#### Work order
When a line in the records includes the string "limit", it goes into the tally; report that tally alone.

== Data to examine ==

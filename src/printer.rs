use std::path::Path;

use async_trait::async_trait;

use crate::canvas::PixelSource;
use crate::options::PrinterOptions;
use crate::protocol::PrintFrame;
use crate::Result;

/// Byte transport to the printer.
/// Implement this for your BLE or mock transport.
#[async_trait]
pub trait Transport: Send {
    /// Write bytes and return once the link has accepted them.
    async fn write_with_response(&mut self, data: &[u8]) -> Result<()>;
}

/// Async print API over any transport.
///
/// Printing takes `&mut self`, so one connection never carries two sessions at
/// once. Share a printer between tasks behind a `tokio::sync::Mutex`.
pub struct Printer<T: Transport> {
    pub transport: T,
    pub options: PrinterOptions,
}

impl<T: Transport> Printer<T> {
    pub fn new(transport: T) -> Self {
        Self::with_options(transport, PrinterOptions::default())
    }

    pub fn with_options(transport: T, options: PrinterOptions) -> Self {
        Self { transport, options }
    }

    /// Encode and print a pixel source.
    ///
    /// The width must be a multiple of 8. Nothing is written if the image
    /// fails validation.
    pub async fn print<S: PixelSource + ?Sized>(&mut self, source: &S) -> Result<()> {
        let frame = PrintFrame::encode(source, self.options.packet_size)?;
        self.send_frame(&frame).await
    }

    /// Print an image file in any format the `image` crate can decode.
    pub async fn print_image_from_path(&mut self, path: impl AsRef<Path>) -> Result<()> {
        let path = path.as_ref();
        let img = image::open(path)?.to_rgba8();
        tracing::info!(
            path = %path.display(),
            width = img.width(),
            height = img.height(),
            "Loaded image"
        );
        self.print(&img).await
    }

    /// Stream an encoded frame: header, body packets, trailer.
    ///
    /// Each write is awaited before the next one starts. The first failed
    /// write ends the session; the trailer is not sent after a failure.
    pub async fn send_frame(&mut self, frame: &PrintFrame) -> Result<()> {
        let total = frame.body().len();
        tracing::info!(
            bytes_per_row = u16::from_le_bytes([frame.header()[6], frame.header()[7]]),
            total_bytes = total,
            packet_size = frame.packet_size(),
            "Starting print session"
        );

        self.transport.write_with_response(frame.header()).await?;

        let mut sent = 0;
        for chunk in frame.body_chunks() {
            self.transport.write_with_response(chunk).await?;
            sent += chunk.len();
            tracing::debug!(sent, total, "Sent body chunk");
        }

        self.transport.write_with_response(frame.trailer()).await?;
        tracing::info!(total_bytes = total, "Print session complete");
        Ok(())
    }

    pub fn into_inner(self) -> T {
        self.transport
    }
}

===
== Data to examine ==

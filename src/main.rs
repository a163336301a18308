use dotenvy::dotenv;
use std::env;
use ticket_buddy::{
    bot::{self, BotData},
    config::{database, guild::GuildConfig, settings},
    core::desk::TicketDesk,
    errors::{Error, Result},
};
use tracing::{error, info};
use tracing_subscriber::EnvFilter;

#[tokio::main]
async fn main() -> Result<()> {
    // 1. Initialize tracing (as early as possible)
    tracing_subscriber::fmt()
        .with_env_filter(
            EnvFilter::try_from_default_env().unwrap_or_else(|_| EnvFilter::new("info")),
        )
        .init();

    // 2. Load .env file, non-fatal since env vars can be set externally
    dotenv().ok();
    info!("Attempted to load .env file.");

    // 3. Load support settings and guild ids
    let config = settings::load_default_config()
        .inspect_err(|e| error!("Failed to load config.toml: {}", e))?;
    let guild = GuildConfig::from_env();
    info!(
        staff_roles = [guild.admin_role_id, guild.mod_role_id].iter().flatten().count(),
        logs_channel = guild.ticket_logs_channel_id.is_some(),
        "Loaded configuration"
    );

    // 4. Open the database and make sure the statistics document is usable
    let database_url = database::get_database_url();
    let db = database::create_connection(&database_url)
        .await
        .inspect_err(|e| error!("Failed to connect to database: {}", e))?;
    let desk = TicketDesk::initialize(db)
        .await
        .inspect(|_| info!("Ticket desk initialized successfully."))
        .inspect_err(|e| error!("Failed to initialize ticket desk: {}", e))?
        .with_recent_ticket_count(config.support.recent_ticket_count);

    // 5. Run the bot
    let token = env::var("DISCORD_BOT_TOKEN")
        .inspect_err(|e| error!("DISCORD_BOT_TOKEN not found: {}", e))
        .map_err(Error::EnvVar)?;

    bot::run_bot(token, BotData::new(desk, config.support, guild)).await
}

===
== Data to examine ==

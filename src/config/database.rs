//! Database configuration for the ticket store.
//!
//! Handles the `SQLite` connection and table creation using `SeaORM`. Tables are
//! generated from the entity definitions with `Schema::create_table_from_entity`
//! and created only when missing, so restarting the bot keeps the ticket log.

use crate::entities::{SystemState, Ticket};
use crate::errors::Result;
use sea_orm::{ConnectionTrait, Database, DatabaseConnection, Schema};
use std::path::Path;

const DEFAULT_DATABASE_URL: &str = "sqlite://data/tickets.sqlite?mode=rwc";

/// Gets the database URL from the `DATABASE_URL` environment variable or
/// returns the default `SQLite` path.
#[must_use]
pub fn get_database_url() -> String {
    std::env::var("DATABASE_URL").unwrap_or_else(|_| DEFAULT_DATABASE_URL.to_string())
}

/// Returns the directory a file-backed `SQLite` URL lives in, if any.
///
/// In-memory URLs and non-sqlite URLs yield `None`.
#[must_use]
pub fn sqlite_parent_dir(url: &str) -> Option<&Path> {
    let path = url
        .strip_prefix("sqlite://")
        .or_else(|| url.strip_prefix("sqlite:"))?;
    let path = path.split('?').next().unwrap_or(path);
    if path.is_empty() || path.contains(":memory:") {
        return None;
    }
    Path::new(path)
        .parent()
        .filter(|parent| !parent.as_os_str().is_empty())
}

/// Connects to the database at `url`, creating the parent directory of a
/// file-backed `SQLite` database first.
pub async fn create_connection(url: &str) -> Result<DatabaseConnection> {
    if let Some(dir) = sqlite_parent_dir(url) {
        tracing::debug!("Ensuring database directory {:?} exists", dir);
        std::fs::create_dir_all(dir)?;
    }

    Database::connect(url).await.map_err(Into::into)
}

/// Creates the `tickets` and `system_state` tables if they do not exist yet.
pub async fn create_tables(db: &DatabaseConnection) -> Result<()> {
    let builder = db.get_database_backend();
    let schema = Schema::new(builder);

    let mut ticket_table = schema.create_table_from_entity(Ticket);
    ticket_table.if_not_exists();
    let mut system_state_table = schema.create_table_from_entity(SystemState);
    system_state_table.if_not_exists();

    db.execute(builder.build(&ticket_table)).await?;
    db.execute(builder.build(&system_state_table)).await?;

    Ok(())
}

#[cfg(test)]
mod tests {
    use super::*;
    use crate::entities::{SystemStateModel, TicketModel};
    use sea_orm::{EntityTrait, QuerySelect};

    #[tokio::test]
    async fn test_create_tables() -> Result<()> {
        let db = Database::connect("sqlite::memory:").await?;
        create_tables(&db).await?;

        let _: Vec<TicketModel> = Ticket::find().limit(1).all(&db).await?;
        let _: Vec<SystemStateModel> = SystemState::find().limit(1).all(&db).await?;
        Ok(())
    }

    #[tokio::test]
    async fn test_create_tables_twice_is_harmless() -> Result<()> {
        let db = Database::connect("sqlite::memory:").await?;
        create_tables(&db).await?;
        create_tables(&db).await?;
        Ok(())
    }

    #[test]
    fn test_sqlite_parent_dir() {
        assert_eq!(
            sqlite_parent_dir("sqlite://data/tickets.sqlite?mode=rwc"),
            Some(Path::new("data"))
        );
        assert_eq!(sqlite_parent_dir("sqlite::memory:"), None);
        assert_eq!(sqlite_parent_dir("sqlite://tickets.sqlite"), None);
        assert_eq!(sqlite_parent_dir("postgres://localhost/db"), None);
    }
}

===

#### Problem solution
2